The terminal is a built-in PTY emulator based on [pyte](https://github.com/selectel/pyte).

Features:
- Interactive shell support (`bash`, `zsh`, etc.)
- 256-color ANSI rendering
- Mouse tracking support
- Running interactive terminal programs
- Session handoff: when a file is opened with `nanoc path/to/file` from inside the integrated terminal, the request is forwarded into the already-running app session instead of spawning a second instance

## Persistence & Config

nanoCode stores user state under `~/.config/nanoCode/`.

Current files:
- `recent.json`: recent files shown on startup and used by the quick switcher
- `recent_actions.json`: recent command-palette actions
- `sessions.json`: per-workspace open tabs, active tab, explorer state, selected sidebar panel, and terminal visibility
- `keybindings.json`: app-level keybinding overrides
- `settings.json`: app-level editor settings such as `format_on_save`

Workspace restore intentionally skips untitled tabs, but it does restore file-backed tabs and rendered Markdown tabs.

## Supported Languages

Syntax highlighting is supported for Textual's built-in languages:
- Bash (`.sh`, `.bash`, `.zsh`, `.command`)
- Go (`.go`)
- Java (`.java`)
- JavaScript (`.js`, `.mjs`, `.cjs`, `.jsx`)
- Python (`.py`)
- HTML (`.html`, `.htm`)
- CSS (`.css`)
- JSON (`.json`)
- Markdown (`.md`)
- Regex (`.regex`, `.regexp`)
- Rust (`.rs`)
- YAML (`.yaml`, `.yml`)
- TOML (`.toml`)
- SQL (`.sql`)
- XML (`.xml`, `.xsd`, `.xsl`, `.xslt`, `.svg`)
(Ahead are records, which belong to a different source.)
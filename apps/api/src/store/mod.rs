//! Product store — one pretty-printed JSON array file holding every record,
//! oldest-appended first. `Title` is the logical key; the store itself stays
//! permissive about duplicates (callers check before generating).
//!
//! Single logical writer assumed; there is no locking. Writes go through a
//! temp file in the same directory and a rename so a crash mid-write cannot
//! leave a half-written array behind.

use std::fs;
use std::io::Write;
use std::path::{Path, PathBuf};

use tempfile::NamedTempFile;
use thiserror::Error;
use tracing::info;

use crate::models::product::ProductRecord;

#[derive(Debug, Error)]
pub enum StoreError {
    #[error("I/O error on {path}: {source}")]
    Io {
        path: PathBuf,
        #[source]
        source: std::io::Error,
    },

    #[error("Store file {path} is not a valid product array: {source}")]
    Malformed {
        path: PathBuf,
        #[source]
        source: serde_json::Error,
    },
}

#[derive(Debug, Clone)]
pub struct ProductStore {
    path: PathBuf,
}

impl ProductStore {
    pub fn new(path: impl Into<PathBuf>) -> Self {
        Self { path: path.into() }
    }

    pub fn path(&self) -> &Path {
        &self.path
    }

    /// Full array in file (insertion) order. A missing file is an empty store.
    pub fn list_all(&self) -> Result<Vec<ProductRecord>, StoreError> {
        let raw = match fs::read_to_string(&self.path) {
            Ok(raw) => raw,
            Err(e) if e.kind() == std::io::ErrorKind::NotFound => return Ok(Vec::new()),
            Err(e) => {
                return Err(StoreError::Io {
                    path: self.path.clone(),
                    source: e,
                })
            }
        };
        serde_json::from_str(&raw).map_err(|e| StoreError::Malformed {
            path: self.path.clone(),
            source: e,
        })
    }

    /// Appends one record to the end of the array.
    pub fn append(&self, record: ProductRecord) -> Result<(), StoreError> {
        let mut records = self.list_all()?;
        records.push(record);
        self.write(&records)?;
        info!("store now holds {} products", records.len());
        Ok(())
    }

    /// Removes every record whose `Title` matches case-insensitively.
    /// Returns whether anything was removed; calling again with no
    /// intervening append reports `false` and leaves the file untouched.
    pub fn remove_by_title(&self, title: &str) -> Result<bool, StoreError> {
        let mut records = self.list_all()?;
        let before = records.len();
        records.retain(|r| !r.title.eq_ignore_ascii_case(title));
        if records.len() == before {
            return Ok(false);
        }
        self.write(&records)?;
        Ok(true)
    }

    /// Case-insensitive lookup by title. First match wins when duplicates
    /// exist.
    pub fn find_by_title(&self, title: &str) -> Result<Option<ProductRecord>, StoreError> {
        Ok(self
            .list_all()?
            .into_iter()
            .find(|r| r.title.eq_ignore_ascii_case(title)))
    }

    fn write(&self, records: &[ProductRecord]) -> Result<(), StoreError> {
        let io_err = |source| StoreError::Io {
            path: self.path.clone(),
            source,
        };

        let dir = self.path.parent().filter(|p| !p.as_os_str().is_empty());
        if let Some(dir) = dir {
            fs::create_dir_all(dir).map_err(io_err)?;
        }

        let pretty =
            serde_json::to_vec_pretty(records).map_err(|e| StoreError::Malformed {
                path: self.path.clone(),
                source: e,
            })?;

        // Temp file in the target directory so the final persist is a
        // same-filesystem rename.
        let mut tmp = NamedTempFile::new_in(dir.unwrap_or_else(|| Path::new(".")))
            .map_err(io_err)?;
        tmp.write_all(&pretty).map_err(io_err)?;
        tmp.persist(&self.path).map_err(|e| StoreError::Io {
            path: self.path.clone(),
            source: e.error,
        })?;
        Ok(())
    }
}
Use the footer language selector to override the active tab's language for the current tab session.
Choose `Auto` to return to extension-based detection, or `Plain Text` to disable syntax highlighting.

Comment toggling is implemented for common languages including Bash, Go, HTML, Java, JavaScript, Markdown, Python, Rust, SQL, TOML, XML, and YAML.
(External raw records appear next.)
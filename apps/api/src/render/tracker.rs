//! In-memory render-status tracker.
//!
//! The render pipeline is fire-and-forget from the HTTP caller's
//! perspective, so this tracker is the sanctioned way to find out whether a
//! detached render landed. State lives only for the process lifetime;
//! documents rendered by an earlier process are resolved by checking the
//! directory instead.

use std::collections::HashMap;
use std::sync::{Arc, Mutex};

use serde::Serialize;

#[derive(Debug, Clone, PartialEq, Serialize)]
#[serde(rename_all = "lowercase", tag = "status")]
pub enum RenderStatus {
    Pending,
    Completed,
    Failed { error: String },
}

#[derive(Debug, Clone, Default)]
pub struct RenderTracker {
    inner: Arc<Mutex<HashMap<String, RenderStatus>>>,
}

impl RenderTracker {
    pub fn mark_pending(&self, filename: &str) {
        self.insert(filename, RenderStatus::Pending);
    }

    pub fn mark_completed(&self, filename: &str) {
        self.insert(filename, RenderStatus::Completed);
    }

    pub fn mark_failed(&self, filename: &str, error: String) {
        self.insert(filename, RenderStatus::Failed { error });
    }

    pub fn get(&self, filename: &str) -> Option<RenderStatus> {
        self.inner
            .lock()
            .expect("render tracker lock poisoned")
            .get(filename)
            .cloned()
    }

    fn insert(&self, filename: &str, status: RenderStatus) {
        self.inner
            .lock()
            .expect("render tracker lock poisoned")
            .insert(filename.to_string(), status);
    }
}
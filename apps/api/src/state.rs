use std::sync::Arc;

use crate::config::Config;
use crate::llm_client::GenerationService;
use crate::render::RenderTracker;
use crate::store::ProductStore;

/// Shared application state injected into all route handlers via Axum
/// extractors.
#[derive(Clone)]
pub struct AppState {
    pub config: Config,
    pub store: ProductStore,
    /// Pluggable generation backend. Production: `OpenAiClient`; tests stub it.
    pub llm: Arc<dyn GenerationService>,
    /// Status of detached render tasks, keyed by document filename.
    pub render_tracker: RenderTracker,
}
Formatting is provided through external tools. Python formatting uses Ruff to organize imports and then run `ruff format`, so install Ruff separately and make sure `ruff` is on `PATH` before running `Editor: Format Document` or pressing `Ctrl+Shift+F`. Format-on-save is off by default and can be toggled from the command palette with `Editor: Toggle Format On Save`.

## Development

Install development dependencies:

```bash
pip install -e ".[dev]"
```

Run the full test suite:

```bash
python -m pytest
```

Run a focused test module while iterating:

```bash
python -m pytest tests/test_workspace_sessions.py -q
```

## Publishing

The PyPI project and distribution name is `nanoc`; the app name remains nanoCode, the import package remains `nanocode`, and the installed command is `nanoc`.
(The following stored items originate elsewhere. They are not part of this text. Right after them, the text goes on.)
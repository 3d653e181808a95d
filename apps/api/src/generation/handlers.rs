//! POST /api/generate-product — the generate → store → render pipeline.
//!
//! The steps are strictly ordered and each failure short-circuits the rest:
//! request validation (400), duplicate-title check (409), generation call
//! and record extraction (502), store append (500), and finally the render,
//! which is only *initiated* before the response goes out. A render failure
//! is logged and recorded in the tracker, never surfaced on this request.

use axum::{extract::State, Json};
use serde::Deserialize;
use serde_json::{json, Value};
use tracing::{info, warn};

use crate::errors::AppError;
use crate::generation::prompts::{build_mix_prompt, build_single_prompt, GENERATION_SYSTEM};
use crate::llm_client::extract::parse_record;
use crate::render::spawn_render;
use crate::state::AppState;

#[derive(Debug, Clone, Copy, PartialEq, Deserialize)]
#[serde(rename_all = "lowercase")]
pub enum ProductType {
    Single,
    Mix,
}

#[derive(Debug, Deserialize)]
#[serde(rename_all = "camelCase")]
pub struct GenerateProductRequest {
    pub title: String,
    #[serde(default)]
    pub scientific_name: Option<String>,
    #[serde(default)]
    pub mix_components: Option<Vec<String>>,
    pub product_type: ProductType,
    #[serde(default)]
    pub api_key: Option<String>,
}

pub async fn handle_generate_product(
    State(state): State<AppState>,
    Json(req): Json<GenerateProductRequest>,
) -> Result<Json<Value>, AppError> {
    let title = req.title.trim().to_string();
    if title.is_empty() {
        return Err(AppError::Validation("title is required".to_string()));
    }

    let prompt = match req.product_type {
        ProductType::Single => {
            let scientific_name = req
                .scientific_name
                .as_deref()
                .map(str::trim)
                .filter(|s| !s.is_empty())
                .ok_or_else(|| {
                    AppError::Validation(
                        "scientificName is required for single-species products".to_string(),
                    )
                })?;
            build_single_prompt(&title, scientific_name)
        }
        ProductType::Mix => {
            let components: Vec<String> = req
                .mix_components
                .unwrap_or_default()
                .into_iter()
                .map(|c| c.trim().to_string())
                .filter(|c| !c.is_empty())
                .collect();
            if components.is_empty() {
                return Err(AppError::Validation(
                    "mixComponents must be a non-empty list for mix products".to_string(),
                ));
            }
            build_mix_prompt(&title, &components)
        }
    };

    let api_key = req
        .api_key
        .filter(|k| !k.trim().is_empty())
        .or_else(|| state.config.openai_api_key.clone())
        .ok_or_else(|| AppError::Validation("apiKey is required".to_string()))?;

    // Caller-side duplicate check; the store itself stays permissive.
    if state.store.find_by_title(&title)?.is_some() {
        return Err(AppError::Conflict(format!(
            "product '{title}' already exists"
        )));
    }

    info!("generating product information for '{title}'");
    let raw = state.llm.complete(GENERATION_SYSTEM, &prompt, &api_key).await?;
    let record = parse_record(&raw)?;

    // The prompt directs mix percentages to total 100; the model does not
    // always comply. Off-by-more-than-one is logged, not rejected.
    if req.product_type == ProductType::Mix {
        match record.mix_breakdown() {
            Some(components) => {
                let total: f64 = components.iter().map(|c| c.percent).sum();
                if (total - 100.0).abs() > 1.0 {
                    warn!("mix percentages for '{title}' sum to {total}, not 100");
                }
            }
            None => warn!("mix product '{title}' came back without a parseable mix breakdown"),
        }
    }

    state.store.append(record.clone())?;

    // Detached: the response reports success once the record is stored and
    // the render has been initiated, not completed.
    spawn_render(
        record.clone(),
        state.config.documents_dir.clone(),
        state.render_tracker.clone(),
    );

    Ok(Json(json!({ "success": true, "data": record })))
}

#[cfg(test)]
mod tests {
    use super::*;
    use crate::config::Config;
    use crate::documents::handlers::{
        handle_delete_document, handle_list_documents, DeleteDocumentRequest,
    };
    use crate::llm_client::{GenerationError, GenerationService};
    use crate::models::product::fixtures::sample_record_json;
    use crate::render::{RenderStatus, RenderTracker};
    use crate::store::ProductStore;
    use async_trait::async_trait;
    use std::sync::Arc;
    use tempfile::TempDir;

    /// Stub backend returning a fixed reply, or an auth failure for key "bad".
    struct StubGeneration {
        reply: String,
    }

    #[async_trait]
    impl GenerationService for StubGeneration {
        async fn complete(
            &self,
            _system: &str,
            _prompt: &str,
            api_key: &str,
        ) -> Result<String, GenerationError> {
            if api_key == "bad" {
                return Err(GenerationError::CredentialRejected);
            }
            Ok(self.reply.clone())
        }
    }

    fn test_state(dir: &TempDir, reply: String) -> AppState {
        AppState {
            config: Config {
                products_file: dir.path().join("products_data.json"),
                documents_dir: dir.path().join("Product_Documents"),
                openai_api_key: None,
                port: 0,
                rust_log: "info".to_string(),
            },
            store: ProductStore::new(dir.path().join("products_data.json")),
            llm: Arc::new(StubGeneration { reply }),
            render_tracker: RenderTracker::default(),
        }
    }

    fn poppy_request(api_key: &str) -> GenerateProductRequest {
        GenerateProductRequest {
            title: "California Poppy".to_string(),
            scientific_name: Some("Eschscholzia californica".to_string()),
            mix_components: None,
            product_type: ProductType::Single,
            api_key: Some(api_key.to_string()),
        }
    }

    async fn wait_for_render(state: &AppState, filename: &str) {
        for _ in 0..100 {
            if state.render_tracker.get(filename) == Some(RenderStatus::Completed) {
                return;
            }
            tokio::time::sleep(std::time::Duration::from_millis(50)).await;
        }
        panic!("render of {filename} did not complete");
    }

    #[tokio::test]
    async fn test_generate_stores_record_and_renders_document() {
        let dir = TempDir::new().unwrap();
        let reply = format!(
            "```json\n{}\n```",
            sample_record_json("California Poppy", "Eschscholzia californica")
        );
        let state = test_state(&dir, reply);

        let response = handle_generate_product(State(state.clone()), Json(poppy_request("k")))
            .await
            .unwrap();
        assert_eq!(response.0["success"], true);
        assert_eq!(response.0["data"]["Title"], "California Poppy");
        assert_eq!(
            response.0["data"]["Scientific Name / mix %"],
            "Eschscholzia californica"
        );

        let stored = state.store.list_all().unwrap();
        assert_eq!(stored.len(), 1);
        assert_eq!(stored[0].title, "California Poppy");

        wait_for_render(&state, "California_Poppy.docx").await;
        let index = handle_list_documents(State(state.clone())).await.unwrap();
        assert_eq!(index.0.len(), 1);
        assert_eq!(index.0[0].filename, "California_Poppy.docx");
    }

    #[tokio::test]
    async fn test_generate_mix_stores_record_with_valid_breakdown() {
        let dir = TempDir::new().unwrap();
        let reply = format!(
            "```json\n{}\n```",
            sample_record_json("Meadow Mix", "Yarrow 40%; California poppy 60%")
        );
        let state = test_state(&dir, reply);
        let req = GenerateProductRequest {
            title: "Meadow Mix".to_string(),
            scientific_name: None,
            mix_components: Some(vec!["Yarrow".to_string(), "California Poppy".to_string()]),
            product_type: ProductType::Mix,
            api_key: Some("k".to_string()),
        };

        let response = handle_generate_product(State(state.clone()), Json(req))
            .await
            .unwrap();
        assert_eq!(response.0["success"], true);
        assert_eq!(
            response.0["data"]["Scientific Name / mix %"],
            "Yarrow 40%; California poppy 60%"
        );

        let stored = state.store.list_all().unwrap();
        assert_eq!(stored.len(), 1);
        let breakdown = stored[0].mix_breakdown().unwrap();
        let total: f64 = breakdown.iter().map(|c| c.percent).sum();
        assert!((total - 100.0).abs() <= 1.0);

        wait_for_render(&state, "Meadow_Mix.docx").await;
        let index = handle_list_documents(State(state)).await.unwrap();
        assert_eq!(index.0[0].filename, "Meadow_Mix.docx");
    }

    #[tokio::test]
    async fn test_delete_removes_file_and_record() {
        let dir = TempDir::new().unwrap();
        let reply = sample_record_json("California Poppy", "Eschscholzia californica").to_string();
        let state = test_state(&dir, reply);

        handle_generate_product(State(state.clone()), Json(poppy_request("k")))
            .await
            .unwrap();
        wait_for_render(&state, "California_Poppy.docx").await;

        let response = handle_delete_document(
            State(state.clone()),
            Json(DeleteDocumentRequest {
                filename: "California_Poppy.docx".to_string(),
            }),
        )
        .await
        .unwrap();
        assert_eq!(response.0["fileRemoved"], true);
        assert_eq!(response.0["recordRemoved"], true);

        assert!(!state
            .config
            .documents_dir
            .join("California_Poppy.docx")
            .exists());
        assert!(state.store.list_all().unwrap().is_empty());
    }

    #[tokio::test]
    async fn test_missing_scientific_name_is_rejected_before_generation() {
        let dir = TempDir::new().unwrap();
        let state = test_state(&dir, "unused".to_string());
        let mut req = poppy_request("k");
        req.scientific_name = None;

        let err = handle_generate_product(State(state.clone()), Json(req))
            .await
            .unwrap_err();
        assert!(matches!(err, AppError::Validation(_)));
        assert!(state.store.list_all().unwrap().is_empty());
    }

    #[tokio::test]
    async fn test_mix_requires_components() {
        let dir = TempDir::new().unwrap();
        let state = test_state(&dir, "unused".to_string());
        let req = GenerateProductRequest {
            title: "Pollinator Mix".to_string(),
            scientific_name: None,
            mix_components: Some(vec!["  ".to_string()]),
            product_type: ProductType::Mix,
            api_key: Some("k".to_string()),
        };

        let err = handle_generate_product(State(state), Json(req))
            .await
            .unwrap_err();
        assert!(matches!(err, AppError::Validation(_)));
    }

    #[tokio::test]
    async fn test_rejected_credential_writes_nothing() {
        let dir = TempDir::new().unwrap();
        let state = test_state(&dir, "unused".to_string());

        let err = handle_generate_product(State(state.clone()), Json(poppy_request("bad")))
            .await
            .unwrap_err();
        assert!(matches!(err, AppError::CredentialRejected));
        assert!(state.store.list_all().unwrap().is_empty());
    }

    #[tokio::test]
    async fn test_unparseable_reply_writes_nothing() {
        let dir = TempDir::new().unwrap();
        let state = test_state(&dir, "I'm sorry, I can't help with that.".to_string());

        let err = handle_generate_product(State(state.clone()), Json(poppy_request("k")))
            .await
            .unwrap_err();
        assert!(matches!(err, AppError::GenerationParse(_)));
        assert!(state.store.list_all().unwrap().is_empty());
    }

    #[tokio::test]
    async fn test_duplicate_title_is_a_conflict() {
        let dir = TempDir::new().unwrap();
        let reply = sample_record_json("California Poppy", "Eschscholzia californica").to_string();
        let state = test_state(&dir, reply);

        handle_generate_product(State(state.clone()), Json(poppy_request("k")))
            .await
            .unwrap();
        let err = handle_generate_product(State(state.clone()), Json(poppy_request("k")))
            .await
            .unwrap_err();
        assert!(matches!(err, AppError::Conflict(_)));
        assert_eq!(state.store.list_all().unwrap().len(), 1);
    }
}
PyPI releases are published by `.github/workflows/publish.yml` using PyPI Trusted Publishing. Configure a pending GitHub Actions publisher on PyPI with:

- PyPI project name: `nanoc`
- Owner: `mmcguffi`
- Repository name: `nanoCode`
- Workflow name: `publish.yml`
- Environment name: `pypi`

Version numbers use a major-only scheme: `0`, `1`, `2`, and so on. The first release is `0`.

Create the initial `0` release manually after the major-only version and publishing workflow changes are on `main`. After version `0` is available on PyPI, `.github/workflows/release.yml` handles normal releases without bypassing branch rules. When a non-release pull request is merged into `main`, GitHub Actions opens a `release/N` pull request that bumps `version` in `pyproject.toml` and `nanocode.__version__` to the next major number. When that release pull request is merged, GitHub Actions creates a GitHub release with the same numeric tag and generated notes, then dispatches `publish.yml`.

The repository Actions setting must allow workflows to read and write repository contents so the release workflow can create release branches, open release pull requests, create releases, and dispatch publish runs. If GitHub Actions pull request creation is disabled in repository settings, the workflow leaves the `release/N` branch in place and logs a warning instead of failing. `publish.yml` runs the tests, builds the source and wheel distributions, and uploads them to PyPI without a `PYPI_TOKEN` secret. It can also be run manually from GitHub Actions if a failed publish needs to be retried before files have reached PyPI.